We examined the data from the controlled trial by Cassady et al because the ligated infants in the study treatment group were randomized to ligation and were not exposed to indomethacin or to a persistent PDA (12
). We hypothesized that infants in the prophylactic ligation group would have a higher incidence of BPD because they had more surgical ligations than infants in the control group. The original report of this trial concluded that prophylactic ductus ligation reduced the incidence of necrotizing enterocolitis, but had no effect on the incidence of BPD (12
). We re-examined the original data set, using as our definition of BPD a supplemental oxygen requirement at 36 weeks postmenstrual age (which includes both moderate and severe forms of BPD) (13
). We found that BPD was more common among infants in the prophylactic ligation group. We also found that the most severe form of BPD (infants that still required mechanical ventilation at 36 weeks postmenstrual age) was significantly higher in the prophylactic ligation group. These findings are even more striking when one considers that the incidence of necrotizing enterocolitis (a known risk factor for BPD) was significantly higher in the control group, and that more than half of the infants in the control group also underwent PDA ligation (although, at a later time than in the prophylactic ligation group (). Infants who were eligible for this study were the sickest of the ELBW infants (12
). Fifty percent did not survive to 36 weeks postmenstrual age.
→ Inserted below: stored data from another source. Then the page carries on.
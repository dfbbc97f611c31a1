//! Domain error types

use crate::agent::AgentId;
use crate::orchestration::stage::Stage;
use crate::roles::SolverSlot;
use thiserror::Error;

/// Domain-level errors
#[derive(Error, Debug, Clone, PartialEq)]
pub enum DomainError {
    #[error("Insufficient participants for {stage}: {available} available, {required} required")]
    InsufficientParticipants {
        stage: Stage,
        required: usize,
        available: usize,
    },

    #[error("Role integrity violation: {0}")]
    RoleIntegrity(String),

    #[error("Agent {0} cannot review its own solution")]
    SelfReview(AgentId),

    #[error("{slot} has no {missing}")]
    IncompleteSolver {
        slot: SolverSlot,
        missing: &'static str,
    },

    #[error("Invalid session transition from {from} to {to}")]
    InvalidTransition { from: String, to: String },

    #[error("Invalid problem: {0}")]
    InvalidProblem(String),

    #[error("Invalid agent: {0}")]
    InvalidAgent(String),
}

impl DomainError {
    /// Short machine-friendly name used in diagnostics
    pub fn kind(&self) -> &'static str {
        match self {
            DomainError::InsufficientParticipants { .. } => "insufficient_participants",
            DomainError::RoleIntegrity(_) | DomainError::SelfReview(_) => "role_integrity",
            DomainError::IncompleteSolver { .. } => "incomplete_solver",
            DomainError::InvalidTransition { .. } => "invalid_transition",
            DomainError::InvalidProblem(_) => "invalid_problem",
            DomainError::InvalidAgent(_) => "invalid_agent",
        }
    }
}
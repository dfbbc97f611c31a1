//! Output format value object

use serde::{Deserialize, Serialize};

/// How the run report is printed
#[derive(Debug, Clone, Copy, PartialEq, Eq, Default, Serialize, Deserialize)]
#[serde(rename_all = "lowercase")]
pub enum OutputFormat {
    /// One line per problem (default)
    #[default]
    Summary,
    /// Per-problem detail: roles, answers, winner, abort reasons
    Full,
    /// Machine-readable report
    Json,
}
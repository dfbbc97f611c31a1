//! Use cases
//!
//! Application-level operations that orchestrate domain logic.

pub mod call_executor;
pub mod debate_session;
pub mod recorder;
pub mod run_debate;
pub mod stage_coordinator;
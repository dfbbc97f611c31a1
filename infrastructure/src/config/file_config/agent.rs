//! Agent roster from TOML (`[[agents]]` array)

use debate_domain::{AgentConfig, AgentId, ConfigIssue, ConfigIssueCode, ProviderKind};
use serde::{Deserialize, Serialize};

/// Raw agent entry from TOML
///
/// # Example
///
/// ```toml
/// [[agents]]
/// id = "pro_conservative"
/// provider = "gemini"
/// model = "gemini-3-pro-preview"
/// temperature = 0.2
/// top_p = 0.85
/// ```
#[derive(Debug, Clone, PartialEq, Serialize, Deserialize)]
pub struct FileAgentConfig {
    pub id: String,
    /// "openai", "deepseek" or "gemini"
    #[serde(default = "default_provider")]
    pub provider: String,
    pub model: String,
    #[serde(default, skip_serializing_if = "Option::is_none")]
    pub temperature: Option<f64>,
    #[serde(default, skip_serializing_if = "Option::is_none")]
    pub top_p: Option<f64>,
}

fn default_provider() -> String {
    ProviderKind::Gemini.as_str().to_string()
}

impl FileAgentConfig {
    fn gemini(id: &str, model: &str, temperature: f64, top_p: f64) -> Self {
        Self {
            id: id.to_string(),
            provider: default_provider(),
            model: model.to_string(),
            temperature: Some(temperature),
            top_p: Some(top_p),
        }
    }

    /// Built-in roster: two Gemini Pro and two Gemini Flash agents with
    /// different sampling temperaments
    pub fn default_roster() -> Vec<Self> {
        vec![
            Self::gemini("pro_conservative", "gemini-3-pro-preview", 0.2, 0.85),
            Self::gemini("pro_exploratory", "gemini-3-pro-preview", 0.5, 0.9),
            Self::gemini("flash_low_var", "gemini-3-flash-preview", 0.3, 0.85),
            Self::gemini("flash_high_var", "gemini-3-flash-preview", 0.7, 0.95),
        ]
    }

    /// Parse into a domain agent config, reporting an unknown provider
    pub fn parse(&self) -> Result<AgentConfig, ConfigIssue> {
        let provider = self.provider.parse::<ProviderKind>().map_err(|_| {
            ConfigIssue::error(
                ConfigIssueCode::UnknownProvider,
                format!(
                    "agents.{}: unknown provider '{}' (expected one of: {})",
                    self.id,
                    self.provider,
                    ProviderKind::all().map(|p| p.as_str()).join(", ")
                ),
            )
        })?;
        Ok(AgentConfig {
            id: AgentId::new(self.id.clone()),
            provider,
            model: self.model.clone(),
            temperature: self.temperature,
            top_p: self.top_p,
        })
    }
}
There was no difference between the groups in the rate of survival to 36 weeks, although mortality was high in both study groups. The incidence of BPD was higher in the prophylactic ligation group even when we examined the subpopulations that survived to 36 weeks postmenstrual age.
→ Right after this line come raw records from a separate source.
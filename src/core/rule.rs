//! Rule data model: override categories, computed defaults, and the
//! per-application rule state the engine mutates.

use serde::Serialize;

/// One of the five independent override kinds.
///
/// The two block kinds gate network access per network type; the three
/// exemption kinds refine an active block (allow while the screen is on,
/// allow while roaming).
#[derive(Debug, Clone, Copy, PartialEq, Eq, Hash, Serialize)]
#[serde(rename_all = "snake_case")]
pub enum Category {
    WifiBlocked,
    OtherBlocked,
    ScreenWifi,
    ScreenOther,
    Roaming,
}

impl Category {
    /// All categories, in persistence-namespace order.
    pub const ALL: [Category; 5] = [
        Category::WifiBlocked,
        Category::OtherBlocked,
        Category::ScreenWifi,
        Category::ScreenOther,
        Category::Roaming,
    ];

    /// The persisted namespace name for this category.
    pub fn as_str(&self) -> &'static str {
        match self {
            Category::WifiBlocked => "wifi",
            Category::OtherBlocked => "other",
            Category::ScreenWifi => "screen_wifi",
            Category::ScreenOther => "screen_other",
            Category::Roaming => "roaming",
        }
    }

    /// Resolve a namespace name back to a category. Used by diagnostics only;
    /// engine code passes `Category` values directly.
    pub fn from_name(name: &str) -> Option<Category> {
        Category::ALL.iter().copied().find(|c| c.as_str() == name)
    }

    /// Whether this is one of the two network block kinds.
    pub fn is_block(&self) -> bool {
        matches!(self, Category::WifiBlocked | Category::OtherBlocked)
    }
}

impl std::fmt::Display for Category {
    fn fmt(&self, f: &mut std::fmt::Formatter<'_>) -> std::fmt::Result {
        f.write_str(self.as_str())
    }
}

/// Computed default value for each category, supplied by discovery at load
/// time. May change between loads (e.g. a global default-block policy flip).
#[derive(Debug, Clone, Copy, Default, PartialEq, Eq, Serialize)]
pub struct RuleDefaults {
    pub wifi_blocked: bool,
    pub other_blocked: bool,
    pub screen_wifi: bool,
    pub screen_other: bool,
    pub roaming: bool,
}

impl RuleDefaults {
    pub fn for_category(&self, category: Category) -> bool {
        match category {
            Category::WifiBlocked => self.wifi_blocked,
            Category::OtherBlocked => self.other_blocked,
            Category::ScreenWifi => self.screen_wifi,
            Category::ScreenOther => self.screen_other,
            Category::Roaming => self.roaming,
        }
    }
}

/// One installed application as reported by the discovery collaborator.
/// Treated as an opaque read-only snapshot per load cycle.
#[derive(Debug, Clone)]
pub struct DiscoveredApp {
    pub package_name: String,
    /// Numeric identity the application runs under; may be shared by
    /// several packages, which then form one relation group.
    pub uid: u32,
    pub display_name: Option<String>,
    pub is_system: bool,
    pub has_internet: bool,
    pub is_disabled: bool,
    pub defaults: RuleDefaults,
}

/// Per-application rule state.
///
/// Built from a `DiscoveredApp` plus any stored overrides at load time,
/// mutated in place by the engine for the process lifetime, discarded on
/// the next full reload.
#[derive(Debug, Clone, Serialize)]
pub struct Rule {
    pub package_name: String,
    pub uid: u32,
    pub display_name: Option<String>,
    pub is_system: bool,
    pub has_internet: bool,
    pub is_disabled: bool,
    pub wifi_blocked: bool,
    pub other_blocked: bool,
    pub screen_wifi: bool,
    pub screen_other: bool,
    pub roaming: bool,
    pub defaults: RuleDefaults,
    /// Other package names sharing this rule's uid. Empty if none.
    pub related: Vec<String>,
}

impl Rule {
    /// Build a rule whose current values all equal the computed defaults.
    /// Stored overrides are applied on top by the engine during load.
    pub fn from_discovery(app: &DiscoveredApp) -> Self {
        Self {
            package_name: app.package_name.clone(),
            uid: app.uid,
            display_name: app.display_name.clone(),
            is_system: app.is_system,
            has_internet: app.has_internet,
            is_disabled: app.is_disabled,
            wifi_blocked: app.defaults.wifi_blocked,
            other_blocked: app.defaults.other_blocked,
            screen_wifi: app.defaults.screen_wifi,
            screen_other: app.defaults.screen_other,
            roaming: app.defaults.roaming,
            defaults: app.defaults,
            related: Vec::new(),
        }
    }

    /// Current value for a category.
    pub fn current(&self, category: Category) -> bool {
        match category {
            Category::WifiBlocked => self.wifi_blocked,
            Category::OtherBlocked => self.other_blocked,
            Category::ScreenWifi => self.screen_wifi,
            Category::ScreenOther => self.screen_other,
            Category::Roaming => self.roaming,
        }
    }

    /// Computed default for a category.
    pub fn default_for(&self, category: Category) -> bool {
        self.defaults.for_category(category)
    }

    /// Whether the current value deviates from the computed default.
    /// True exactly when a delta is persisted for this (package, category).
    pub fn has_override(&self, category: Category) -> bool {
        self.current(category) != self.default_for(category)
    }

    pub(crate) fn set_current(&mut self, category: Category, value: bool) {
        match category {
            Category::WifiBlocked => self.wifi_blocked = value,
            Category::OtherBlocked => self.other_blocked = value,
            Category::ScreenWifi => self.screen_wifi = value,
            Category::ScreenOther => self.screen_other = value,
            Category::Roaming => self.roaming = value,
        }
    }
}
The present study may be criticized for comparing prophylactic surgery with later surgery. If so, we may be understating the potential deleterious effects of surgical ligation on the lungs. It is also possible that later surgery may not have the same deleterious effects as early surgery. It should be noted, however, that all four of the infants in the Control group that required supplemental oxygen at 36 weeks postmenstrual age had undergone ductus ligation. Therefore, although PDA ligation decreased the incidence of necrotizing enterocolitis in this trial, it also significantly increased the risk of moderate/severe BPD.
An important caveat needs to be mentioned if one tries to extrapolate our results to present day clinical care. The study patients in the original trial differed in many ways from today’s neonatal population. They were not exposed to prenatal steroids and did not receive surfactant or indomethacin. A large proportion were also small-for-gestational age. In addition, changes in perinatal management, fluid management, ventilation strategies, and advances in early nutrition, etc, may limit the applicability of our findings to the present day.
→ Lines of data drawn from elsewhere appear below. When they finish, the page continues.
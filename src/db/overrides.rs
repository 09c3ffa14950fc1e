//! Sparse override table operations.
//!
//! Storage stays proportional to the number of user customizations: a value
//! equal to the computed default is never stored, and writing the default
//! removes any existing row. A global default-policy change therefore
//! retroactively affects every package that was never explicitly
//! overridden, with no migration step.

use std::collections::HashMap;

use anyhow::Result;
use rusqlite::params;
use rusqlite::types::Value;

use super::Database;
use crate::core::rule::Category;

impl Database {
    /// Return the stored delta for a (category, package) pair, if any.
    ///
    /// A stored value that is not an SQLite integer is treated as
    /// "no override present" and logged.
    pub fn get_override(&self, category: Category, package: &str) -> Result<Option<bool>> {
        let conn = self.conn();
        let mut stmt = conn.prepare_cached(
            "SELECT value FROM overrides WHERE category = ?1 AND package = ?2",
        )?;

        let mut rows = stmt.query(params![category.as_str(), package])?;
        match rows.next()? {
            Some(row) => match row.get::<_, Value>(0)? {
                Value::Integer(v) => Ok(Some(v != 0)),
                other => {
                    tracing::warn!(
                        "Malformed {} override for {package}: {other:?}, using default",
                        category.as_str()
                    );
                    Ok(None)
                }
            },
            None => Ok(None),
        }
    }

    /// Store a delta, or remove it when the value equals the computed default.
    pub fn set_override(
        &self,
        category: Category,
        package: &str,
        value: bool,
        default: bool,
    ) -> Result<()> {
        let conn = self.conn();
        if value == default {
            tracing::info!("Removing {package} {}", category.as_str());
            conn.execute(
                "DELETE FROM overrides WHERE category = ?1 AND package = ?2",
                params![category.as_str(), package],
            )?;
        } else {
            tracing::info!("Setting {package} {}={value}", category.as_str());
            conn.execute(
                "INSERT OR REPLACE INTO overrides (category, package, value)
                 VALUES (?1, ?2, ?3)",
                params![category.as_str(), package, value as i32],
            )?;
        }
        Ok(())
    }

    /// Remove a delta regardless of the computed default.
    pub fn remove_override(&self, category: Category, package: &str) -> Result<()> {
        let conn = self.conn();
        conn.execute(
            "DELETE FROM overrides WHERE category = ?1 AND package = ?2",
            params![category.as_str(), package],
        )?;
        Ok(())
    }

    /// Load all deltas for one category. Used at startup to reconstruct
    /// current values. Malformed rows are logged and skipped.
    pub fn load_overrides(&self, category: Category) -> Result<HashMap<String, bool>> {
        let conn = self.conn();
        let mut stmt = conn.prepare_cached(
            "SELECT package, value FROM overrides WHERE category = ?1",
        )?;

        let rows = stmt.query_map(params![category.as_str()], |row| {
            Ok((row.get::<_, String>(0)?, row.get::<_, Value>(1)?))
        })?;

        let mut results = HashMap::new();
        for row in rows {
            let (package, value) = row?;
            match value {
                Value::Integer(v) => {
                    results.insert(package, v != 0);
                }
                other => {
                    tracing::warn!(
                        "Malformed {} override for {package}: {other:?}, skipping",
                        category.as_str()
                    );
                }
            }
        }
        Ok(results)
    }

    /// Drop every delta in one category namespace.
    pub fn clear_category(&self, category: Category) -> Result<usize> {
        let conn = self.conn();
        let deleted = conn.execute(
            "DELETE FROM overrides WHERE category = ?1",
            params![category.as_str()],
        )?;
        if deleted > 0 {
            tracing::info!("Cleared {deleted} {} overrides", category.as_str());
        }
        Ok(deleted)
    }
}
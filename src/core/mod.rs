//! Core logic: rule model, relation index, mutation engine, filtering.

pub mod engine;
pub mod filter;
pub mod relations;
pub mod rule;

pub use engine::{Enforcer, ReloadScope, RuleEngine};
pub use filter::{filter_rules, FilterResult, RuleFilter};
pub use relations::RelationIndex;
pub use rule::{Category, DiscoveredApp, Rule, RuleDefaults};
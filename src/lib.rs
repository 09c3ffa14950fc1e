//! Per-application network access rules.
//!
//! For every installed application this crate tracks whether network
//! access is blocked on Wi-Fi and on other networks, whether those blocks
//! are suppressed while the screen is on, and whether roaming access is
//! allowed — and keeps applications that share an execution identity in
//! lock-step. Only deviations from the computed defaults are persisted,
//! so storage stays proportional to the number of user customizations.
//!
//! The crate computes rule state and emits reload signals; applying rules
//! to live traffic, discovering installed applications, and rendering are
//! the callers' concerns:
//!
//! - discovery supplies [`DiscoveredApp`] snapshots to [`RuleEngine::load`],
//! - user intent flows through [`RuleEngine::apply_change`],
//! - an [`Enforcer`] implementation receives one reload signal per change,
//! - [`RuleFilter`] derives the visible subset for a query without
//!   blocking the caller.

pub mod config;
pub mod core;
pub mod db;
pub mod error;

pub use crate::core::{
    filter_rules, Category, DiscoveredApp, Enforcer, FilterResult, ReloadScope, Rule,
    RuleDefaults, RuleEngine, RuleFilter,
};
pub use crate::db::Database;
pub use crate::error::RuleError;
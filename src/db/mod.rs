//! SQLite persistence layer for per-application rule overrides.
//!
//! Uses `rusqlite` with bundled SQLite. One `overrides` table keyed by
//! `(category, package)` realizes the five independent sparse namespaces;
//! absence of a row means "use the computed default."

mod overrides;

use std::path::Path;
use std::sync::Mutex;

use anyhow::Result;
use rusqlite::Connection;

/// Manages the SQLite database holding override deltas.
///
/// All operations lock the single connection, so writes to the same key are
/// serialized and each write is atomic as observed by concurrent readers.
pub struct Database {
    conn: Mutex<Connection>,
}

impl Database {
    /// Open or create the database at the given path.
    pub fn open(path: &Path) -> Result<Self> {
        let conn = Connection::open(path)?;
        Self::init(conn)
    }

    /// Open a private in-memory database. Used by tests and tooling.
    pub fn open_in_memory() -> Result<Self> {
        let conn = Connection::open_in_memory()?;
        Self::init(conn)
    }

    fn init(conn: Connection) -> Result<Self> {
        conn.execute_batch(
            "
            CREATE TABLE IF NOT EXISTS overrides (
                id INTEGER PRIMARY KEY AUTOINCREMENT,
                category TEXT NOT NULL,
                package TEXT NOT NULL,
                value INTEGER NOT NULL,
                UNIQUE(category, package)
            );
            CREATE INDEX IF NOT EXISTS idx_overrides_category ON overrides(category);
            ",
        )?;

        // Enable WAL mode for better concurrent read performance.
        conn.execute_batch("PRAGMA journal_mode=WAL;")?;

        Ok(Self {
            conn: Mutex::new(conn),
        })
    }

    pub(crate) fn conn(&self) -> std::sync::MutexGuard<'_, Connection> {
        self.conn.lock().unwrap()
    }
}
On the other hand, ductus ligation is associated with several known morbidities: thoracotomy, post-operative myocardial dysfunction (24
), hypotension (25
), pneumothorax (16
), chylothorax, and infection. In addition, the incidence of unilateral vocal cord paralysis (which increases the requirements for tube feedings, respiratory support and hospital stay) has been recognized recently in a significant proportion of infants following PDA ligation (26
). Neonatal transport to another facility may also be necessary if skilled surgeons are not readily available. Ductus ligation, while eliminating one potential cause for neonatal morbidity, may thus introduce another set of problems.
Our results should not be used as justification for abandoning surgical ligation as a treatment for PDA. Ligation can improve pulmonary function and lessen the burden of BPD when the alternative is prolonged exposure to a moderate/large PDA shunt (1
). Our findings suggest that although prophylactic ductus ligation eliminates the PDA, it may contribute to the very problem it is trying to prevent - BPD.